We will now look at a few differences between the two imported libraries in terms of computational speed, memory usage, and syntax. We will start by looking at the computational efficiency of data ingestion. The following code block uses the `%%timeit` *magic* method available in Jupyter to estimate the average time required for `pandas` to load the data contained in the `churn.csv` file using the `pandas` `read_csv` method. **Note**: this code expects that the `churn.csv` file is located in the same directory as this notebook.

In [4]:
%%timeit

pd.read_csv('churn.csv')

20.6 ms ± 2.83 ms per loop (mean ± std. dev. of 7 runs, 100 loops each)


The following code block uses the `%%timeit` *magic* method to estimate the average time required for `polars` to load the data contained in the `churn.csv` file using the `polars` `read_csv` method. Although times will differ based on the machine the code is ran on, the time required for `polars` should be significantly lower than that required for `pandas`. 

In [5]:
%%timeit

pl.read_csv('churn.csv')

2.44 ms ± 22.4 µs per loop (mean ± std. dev. of 7 runs, 100 loops each)

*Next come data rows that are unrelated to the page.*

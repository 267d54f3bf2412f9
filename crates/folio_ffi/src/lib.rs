//! Host bridge for Folio page behavior.
//!
//! Dart/FRB bindings are generated against `api`.

pub mod api;
//! FFI page-event API for host UI shells.
//!
//! # Responsibility
//! - Accept host events through sync FRB calls and forward them to one
//!   process-wide `PageController`.
//! - Return a flat `PageView` the host applies to its rendering surface.
//!
//! # Invariants
//! - Exported functions must not panic across FFI boundary.
//! - All events are handled one at a time under a single lock.
//! - Asset loading failures fall back to compiled-in defaults.

use folio_core::{
    core_version as core_version_inner, init_logging as init_logging_inner, ping as ping_inner,
    Catalog, ContactSubmission, EventOutcome, Layout, LinkActivation, LinkOrigin, Page,
    PageConfig, PageController, PageEvent, ScrollSnapshot, SectionBounds,
};
use log::warn;
use std::sync::{Mutex, MutexGuard, OnceLock};

const CONFIG_PATH_ENV: &str = "FOLIO_CONFIG_PATH";
const CATALOG_PATH_ENV: &str = "FOLIO_CATALOG_PATH";
static CONTROLLER: OnceLock<Mutex<PageController>> = OnceLock::new();

/// Minimal health-check API for FRB smoke integration.
#[flutter_rust_bridge::frb(sync)]
pub fn ping() -> String {
    ping_inner().to_owned()
}

/// Expose core crate version through FFI.
#[flutter_rust_bridge::frb(sync)]
pub fn core_version() -> String {
    core_version_inner().to_owned()
}

/// Initializes Rust core logging once per process.
///
/// # FFI contract
/// - `level`: one of `trace|debug|info|warn|error` (case-insensitive).
/// - `log_dir`: absolute directory path where rolling logs are written.
/// - Returns empty string on success and error message on failure.
#[flutter_rust_bridge::frb(sync)]
pub fn init_logging(level: String, log_dir: String) -> String {
    match init_logging_inner(level.as_str(), log_dir.as_str()) {
        Ok(()) => String::new(),
        Err(err) => err.to_string(),
    }
}

/// One section measured by the host, in document order.
#[derive(Debug, Clone, PartialEq)]
pub struct SectionView {
    pub id: String,
    pub top: f64,
    pub height: f64,
}

/// Flat page snapshot the host mirrors onto its elements.
#[derive(Debug, Clone, PartialEq)]
pub struct PageView {
    pub menu_open: bool,
    /// Value for `aria-expanded` on the toggle.
    pub toggle_expanded: bool,
    /// `fa-bars` or `fa-times`.
    pub menu_icon_class: String,
    pub navbar_scrolled: bool,
    /// Percentage for the progress bar width.
    pub progress_width: f64,
    pub active_href: Option<String>,
    pub form_message: Option<String>,
    pub form_message_color: Option<String>,
    pub form_name: String,
    pub form_email: String,
    pub form_message_body: String,
    pub year_text: Option<String>,
    pub projects_html: String,
}

/// Result envelope for every page event.
#[derive(Debug, Clone, PartialEq)]
pub struct EventResponse {
    /// Host must cancel its default action.
    pub default_prevented: bool,
    /// Smooth-scroll target, when one was requested.
    pub scroll_top: Option<f64>,
    /// Scroll was throttled; call `page_tick` later.
    pub deferred: bool,
    pub page: PageView,
}

#[flutter_rust_bridge::frb(sync)]
pub fn page_load(year: i32) -> EventResponse {
    dispatch(PageEvent::Load { year })
}

#[flutter_rust_bridge::frb(sync)]
pub fn page_menu_toggle() -> EventResponse {
    dispatch(PageEvent::MenuToggleClick)
}

/// Delivers one link activation with the layout measured at click time.
///
/// `in_nav_menu` is true when the link sits inside the `navLinks` container.
#[flutter_rust_bridge::frb(sync)]
pub fn page_link_click(
    href: String,
    in_nav_menu: bool,
    scroll_height: f64,
    client_height: f64,
    viewport_width: f64,
    sections: Vec<SectionView>,
) -> EventResponse {
    let origin = if in_nav_menu {
        LinkOrigin::NavMenu
    } else {
        LinkOrigin::Page
    };
    dispatch(PageEvent::LinkClick(LinkActivation::new(
        href,
        origin,
        to_layout(scroll_height, client_height, viewport_width, sections),
    )))
}

#[flutter_rust_bridge::frb(sync)]
pub fn page_submit(name: String, email: String, message: String) -> EventResponse {
    dispatch(PageEvent::Submit(ContactSubmission {
        name,
        email,
        message,
    }))
}

/// Delivers one scroll event with the live layout metrics.
#[flutter_rust_bridge::frb(sync)]
pub fn page_scroll(
    scroll_y: f64,
    scroll_height: f64,
    client_height: f64,
    viewport_width: f64,
    sections: Vec<SectionView>,
    at_ms: u64,
) -> EventResponse {
    dispatch(PageEvent::Scroll(ScrollSnapshot {
        scroll_y,
        layout: to_layout(scroll_height, client_height, viewport_width, sections),
        at_ms,
    }))
}

#[flutter_rust_bridge::frb(sync)]
pub fn page_resize(width: f64) -> EventResponse {
    dispatch(PageEvent::Resize { width })
}

/// Flushes a throttled scroll event; hosts call this from a frame callback.
#[flutter_rust_bridge::frb(sync)]
pub fn page_tick(now_ms: u64) -> EventResponse {
    let mut controller = lock_controller();
    let outcome = controller.tick(now_ms);
    to_response(outcome, controller.page())
}

#[flutter_rust_bridge::frb(sync)]
pub fn page_snapshot() -> PageView {
    to_page_view(lock_controller().page())
}

fn dispatch(event: PageEvent) -> EventResponse {
    let mut controller = lock_controller();
    let outcome = controller.handle(event);
    to_response(outcome, controller.page())
}

fn lock_controller() -> MutexGuard<'static, PageController> {
    let controller = CONTROLLER.get_or_init(|| Mutex::new(build_controller()));
    // A poisoned lock still holds consistent state: handlers never panic midway.
    controller
        .lock()
        .unwrap_or_else(|poisoned| poisoned.into_inner())
}

fn build_controller() -> PageController {
    PageController::new(resolve_config(), resolve_catalog())
}

fn resolve_config() -> PageConfig {
    let Some(path) = env_path(CONFIG_PATH_ENV) else {
        return PageConfig::default();
    };
    PageConfig::load(path.as_str()).unwrap_or_else(|err| {
        warn!("event=config_load module=ffi status=fallback error={err}");
        PageConfig::default()
    })
}

fn resolve_catalog() -> Catalog {
    let Some(path) = env_path(CATALOG_PATH_ENV) else {
        return Catalog::default();
    };
    Catalog::load(path.as_str()).unwrap_or_else(|err| {
        warn!("event=catalog_load module=ffi status=fallback error={err}");
        Catalog::default()
    })
}

fn env_path(name: &str) -> Option<String> {
    let raw = std::env::var(name).ok()?;
    let trimmed = raw.trim();
    if trimmed.is_empty() {
        return None;
    }
    Some(trimmed.to_string())
}

fn to_layout(
    scroll_height: f64,
    client_height: f64,
    viewport_width: f64,
    sections: Vec<SectionView>,
) -> Layout {
    Layout {
        scroll_height,
        client_height,
        viewport_width,
        sections: sections
            .into_iter()
            .map(|section| SectionBounds::new(section.id, section.top, section.height))
            .collect(),
    }
}

fn to_response(outcome: EventOutcome, page: &Page) -> EventResponse {
    EventResponse {
        default_prevented: outcome.default_prevented,
        scroll_top: outcome.scroll_to.map(|request| request.top),
        deferred: outcome.deferred,
        page: to_page_view(page),
    }
}

fn to_page_view(page: &Page) -> PageView {
    PageView {
        menu_open: page.nav.menu_open,
        toggle_expanded: page.nav.toggle_expanded,
        menu_icon_class: page.nav.icon.class_name().to_string(),
        navbar_scrolled: page.navbar_scrolled,
        progress_width: page.progress_width,
        active_href: page.nav.active_href().map(str::to_string),
        form_message: page.form_message.as_ref().map(|m| m.text.clone()),
        form_message_color: page
            .form_message
            .as_ref()
            .map(|m| m.tone.color().to_string()),
        form_name: page.form.name.clone(),
        form_email: page.form.email.clone(),
        form_message_body: page.form.message.clone(),
        year_text: page.year_text.clone(),
        projects_html: page.projects_html(),
    }
}
//! In-page anchor smooth scrolling.

use crate::config::PageConfig;
use crate::model::page::Layout;
use log::debug;
use once_cell::sync::Lazy;
use regex::Regex;

static FRAGMENT_RE: Lazy<Regex> = Lazy::new(|| {
    Regex::new(r"^#([A-Za-z][A-Za-z0-9_\-:.]*)$").expect("valid fragment regex")
});

/// Smooth-scroll target handed back to the host. Fire-and-forget.
#[derive(Debug, Clone, Copy, PartialEq)]
pub struct ScrollRequest {
    pub top: f64,
}

/// Result of activating a link.
#[derive(Debug, Clone, Copy, PartialEq)]
pub enum AnchorAction {
    /// Not an in-page fragment; default navigation proceeds.
    NotFragment,
    /// Fragment link whose target does not exist; default suppressed, no scroll.
    NoTarget,
    /// Default suppressed; host animates to the request.
    ScrollTo(ScrollRequest),
}

impl AnchorAction {
    pub fn prevents_default(self) -> bool {
        !matches!(self, Self::NotFragment)
    }
}

/// Extracts the element id from a `#id` href.
pub fn fragment_id(href: &str) -> Option<&str> {
    FRAGMENT_RE
        .captures(href)
        .and_then(|caps| caps.get(1))
        .map(|id| id.as_str())
}

/// Resolves `href` against the sections measured at click time.
///
/// Targets are cleared by the header height; the result never goes above
/// the top of the document.
pub fn on_link_click(layout: &Layout, config: &PageConfig, href: &str) -> AnchorAction {
    if !href.starts_with('#') {
        return AnchorAction::NotFragment;
    }
    let Some(section) = fragment_id(href).and_then(|id| layout.section(id)) else {
        debug!("event=anchor_scroll module=anchor status=no_target");
        return AnchorAction::NoTarget;
    };
    let top = (section.top - config.header_clearance).max(0.0);
    debug!(
        "event=anchor_scroll module=anchor status=ok target={} top={}",
        section.id, top
    );
    AnchorAction::ScrollTo(ScrollRequest { top })
}

#[cfg(test)]
mod tests {
    use super::{fragment_id, on_link_click, AnchorAction, ScrollRequest};
    use crate::config::PageConfig;
    use crate::model::page::{Layout, SectionBounds};

    fn measured_layout() -> Layout {
        Layout {
            sections: vec![
                SectionBounds::new("home", 0.0, 800.0),
                SectionBounds::new("about", 800.0, 600.0),
            ],
            ..Layout::default()
        }
    }

    #[test]
    fn parses_fragment_ids() {
        assert_eq!(fragment_id("#about"), Some("about"));
        assert_eq!(fragment_id("#"), None);
        assert_eq!(fragment_id("#1bad"), None);
        assert_eq!(fragment_id("about"), None);
    }

    #[test]
    fn scrolls_to_target_minus_header() {
        let action = on_link_click(&measured_layout(), &PageConfig::default(), "#about");
        assert_eq!(action, AnchorAction::ScrollTo(ScrollRequest { top: 720.0 }));
        assert!(action.prevents_default());
    }

    #[test]
    fn clamps_first_section_to_document_top() {
        let action = on_link_click(&measured_layout(), &PageConfig::default(), "#home");
        assert_eq!(action, AnchorAction::ScrollTo(ScrollRequest { top: 0.0 }));
    }

    #[test]
    fn missing_target_is_silent_noop() {
        let layout = measured_layout();
        let config = PageConfig::default();
        assert_eq!(on_link_click(&layout, &config, "#nowhere"), AnchorAction::NoTarget);
        assert_eq!(on_link_click(&layout, &config, "#"), AnchorAction::NoTarget);
    }

    #[test]
    fn external_links_keep_default_navigation() {
        let action = on_link_click(
            &measured_layout(),
            &PageConfig::default(),
            "https://example.com/#about",
        );
        assert_eq!(action, AnchorAction::NotFragment);
        assert!(!action.prevents_default());
    }
}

The following code block reads the data and stores it two objects: 1) a `pandas` `DataFrame` named `data_pd` and 2) a `polars` `DataFrame` named `data_pl`. 

In [6]:
data_pd = pd.read_csv('churn.csv')
data_pl = pl.read_csv('churn.csv')

The following code block uses the `memory_usage` method of a `pandas` `DataFrame` to estimate the amount of memory occupied by the `data_pd` object in bytes.

In [7]:
data_pd.memory_usage(deep=True).sum()

8166479

The following code block uses the `estimated_size` method of a `polars` `DataFrame` to estimate the amount of memory occupied by the `data_pl` object in bytes. We observe that the `polars` `DataFrame` occupies significantly less memory than the `pandas` `DataFrame`, even though it is storing the same data. **In general, `polars` tends to be significantly more efficient than `pandas` with respect to both computational time and memory usage. This is an artifact of the way that it interacts with system resources and its usage of the Apache Arrow Columnar specification for data storage (see https://arrow.apache.org/docs/format/Columnar.html for more information).

In [8]:
data_pl.estimated_size()

1914043

A very common task when working with data is a `groupby-aggregation` sequence where some operation is performed across groups of data. The following code block shows such an aggregation using the `pandas` object. Specifically, we are grouping on unique values in the `Partner` column and getting the number of unique values for the `customerID` column for each of the `Partner` groups. **Note**: recall that you could run `data_pd.head()` to see the first five rows of the `pandas` `DataFrame`, which would include the column labels.

In [9]:
data_pd.groupby('Partner').agg(
    unique_customers=('customerID', 'nunique')
)

Unnamed: 0_level_0,unique_customers
Partner,Unnamed: 1_level_1
No,3641
Yes,3402


The following code block performs the same operation on the `polars` object. Notice that there are some differences in the syntax. First, instead of `groupby`, `polars` uses `group_by`. Also, the way that we specify the column aggregation and its label is different (i.e., `unique_customers=('customerID', 'nunique')` in `pandas` **vs.** `pl.col('customerID').n_unique().alias('unique_customers')` in `polars`).

In [10]:
data_pl.group_by('Partner').agg(
    pl.col('customerID').n_unique().alias('unique_customers')
)

Partner,unique_customers
str,u32
"""No""",3641
"""Yes""",3402


The following code block times a more complex filtering operation in `pandas`. Specifically, we:
1. define a mask that determines rows where the value in the `tenure` column is greater than or equal to 12 (`tenure_mask`),
2. define a mask that determines rows where the value in the `PhoneService` column is `Yes` (`phone_service_mask`),
3. combines the `tenure_mask` and `phone_service_mask` objects to get a mask for rows where the value in the `tenure` column is greater than or equal to 12 **and** the value in the `PhoneService` column is `Yes` (`combined_mask`), and
4. gets the number of unique customer IDs by value in the `Partner` column for the data filtered by the `combined_mask`.

In [11]:
%%timeit

tenure_mask = data_pd['tenure'] >= 12
phone_service_mask = data_pd['PhoneService'] == 'Yes'
combined_mask = tenure_mask & phone_service_mask
data_pd[combined_mask].groupby('Partner').agg(
    unique_customers=('customerID', 'nunique')
)

4.14 ms ± 63.9 µs per loop (mean ± std. dev. of 7 runs, 100 loops each)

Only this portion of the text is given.